Controller: Incumbent Democrat Betty Yee is being challenged by Republican Konstantinos Roditis.
Treasurer: Board of Equalization Chair Fiona Ma (D) is running against businessman Greg Conlon (R).
Insurance Commissioner: A familiar name, former insurance commissioner Steve Poizner, who served 2007-11 as a Republican, is on the ballot for another term, now without party preference.
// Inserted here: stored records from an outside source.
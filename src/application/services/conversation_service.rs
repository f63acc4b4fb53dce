use crate::domain::entities::{Conversation, ConversationStatus, OpenConversationRequest};
use crate::domain::events::SystemEvent;
use crate::domain::ports::{
    chat_flow_repository::ChatFlowRepository, conversation_repository::ConversationRepository,
    event_bus::EventBus,
};
use crate::infrastructure::http::middleware::error::{ApiError, ApiResult};
use std::sync::Arc;

#[derive(Clone)]
pub struct ConversationService {
    conversation_repo: Arc<dyn ConversationRepository>,
    chat_flow_repo: Arc<dyn ChatFlowRepository>,
    event_bus: Arc<dyn EventBus>,
}

impl ConversationService {
    pub fn new(
        conversation_repo: Arc<dyn ConversationRepository>,
        chat_flow_repo: Arc<dyn ChatFlowRepository>,
        event_bus: Arc<dyn EventBus>,
    ) -> Self {
        Self {
            conversation_repo,
            chat_flow_repo,
            event_bus,
        }
    }

    /// Opens an unassigned, active conversation on a chat flow.
    #[tracing::instrument(skip(self, request), fields(chat_flow_id = %request.chat_flow_id))]
    pub async fn open_conversation(
        &self,
        request: OpenConversationRequest,
    ) -> ApiResult<Conversation> {
        if request.chat_flow_id.trim().is_empty() {
            return Err(ApiError::BadRequest("chatFlowId is required".to_string()));
        }

        self.chat_flow_repo
            .get_chat_flow_by_id(&request.chat_flow_id)
            .await?
            .ok_or_else(|| ApiError::NotFound("Chatflow not found".to_string()))?;

        let conversation = Conversation::new(
            request.chat_flow_id,
            request.visitor_name,
            request.visitor_email,
        );
        self.conversation_repo
            .create_conversation(&conversation)
            .await?;

        tracing::info!(
            "Conversation {} opened on chat flow {}",
            conversation.id,
            conversation.chat_flow_id
        );
        if let Err(e) = self.event_bus.publish(SystemEvent::ConversationOpened {
            conversation_id: conversation.id.clone(),
            chat_flow_id: conversation.chat_flow_id.clone(),
            timestamp: conversation.created_at.clone(),
        }) {
            tracing::warn!("Failed to publish conversation event: {}", e);
        }

        Ok(conversation)
    }

    pub async fn get_conversation(&self, id: &str) -> ApiResult<Conversation> {
        self.conversation_repo
            .get_conversation_by_id(id)
            .await?
            .ok_or_else(|| ApiError::NotFound(format!("Conversation {} not found", id)))
    }

    /// Closing or parking a conversation takes it out of its agent's active load.
    pub async fn update_conversation_status(
        &self,
        id: &str,
        status: ConversationStatus,
    ) -> ApiResult<Conversation> {
        let conversation = self
            .conversation_repo
            .update_conversation_status(id, status)
            .await?;

        tracing::info!("Conversation {} status changed to {}", id, status);
        Ok(conversation)
    }
}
He faces State Senator Ricardo Lara (D-Bell Gardens).
Superintendent of Public Instruction: A non-partisan position, State Assemblyman Tony Thurmond from Richmond and Marshall Tuck, the runner-up for this seat four years ago.
Board of Equalization: Vying for the District 2 seat vacated by Ma are San Francisco County Supervisor Malia Cohen (D) and Silicon Valley realtor Mark Burns (R).
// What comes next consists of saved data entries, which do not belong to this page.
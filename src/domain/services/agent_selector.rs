use crate::domain::entities::{Agent, AgentSelection};

/// Default ceiling on concurrently active conversations per agent.
pub const DEFAULT_MAX_CONCURRENT_CHATS: i64 = 3;

/// Picks the least-loaded candidate.
///
/// Candidates keep the order the agent directory returned them in and ties
/// go to the earliest one. Returns `None` when there are no candidates or
/// when even the least-loaded agent is at `max_concurrent_chats`.
pub fn pick_least_loaded<I>(candidates: I, max_concurrent_chats: i64) -> Option<AgentSelection>
where
    I: IntoIterator<Item = (Agent, i64)>,
{
    let mut best: Option<AgentSelection> = None;

    for (agent, active_load) in candidates {
        let is_better = best
            .as_ref()
            .map_or(true, |current| active_load < current.active_load);
        if is_better {
            best = Some(AgentSelection { agent, active_load });
        }
    }

    best.filter(|selection| selection.active_load < max_concurrent_chats)
}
There are 11 state propositions on the ballot, though the labeling goes to No. 12 because the original Proposition 9 -- a proposal to split California into three -- was removed from the ballot by the California Supreme Court.
Prop 1 would authorize the issuance of $4 billion in bonds for housing programs and veteran home loans.
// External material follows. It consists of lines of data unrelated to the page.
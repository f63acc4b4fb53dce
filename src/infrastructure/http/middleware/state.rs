use crate::application::services::{AssignmentService, ChatFlowService, ConversationService};
use crate::domain::ports::event_bus::EventBus;
use std::sync::Arc;

#[derive(Clone)]
pub struct AppState {
    pub chat_flow_service: ChatFlowService,
    pub conversation_service: ConversationService,
    pub assignment_service: AssignmentService,
    pub event_bus: Arc<dyn EventBus>,
}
Prop 2 would allow the state to use revenue from the Prop 63 millionaire's tax for $2 billion in bonds for homeless prevention housing.
Prop 3 asks the voters to authorize $8.877 billion in bonds for water-related infrastructure and environmental projects.
Prop 4 would authorize $1.5 billion in bonds for children's hospital projects, including construction, renovation and equipment.
Prop 5 would change the process for how tax assessments are transferred for home-buyers who are 55 years old or older, or are severely disabled.
Prop 6 would repeal the fuel tax and vehicle license fee increases approved in 2017 as well as require public votes on any such increases in the future.
Prop 7 would allow the State Legislature to adopt permanent daylight saving time, if the federal government doesn't object.
Prop 8 would require kidney dialysis clinics to issue refunds to patients or their insurance payers for revenue above 115% of the costs of direct patient care and health care improvements.
Prop 10 would allow local governments to regulate rent on any form of housing.
Prop 11 would require private-sector emergency ambulance employees to remain on-call during work breaks. It would also require employers in that field to provide specific trainings and cover certain costs of mental health services for employees.
Prop 12 would ban the sale of meat from animals that are kept in confined spaces smaller than specified sizes.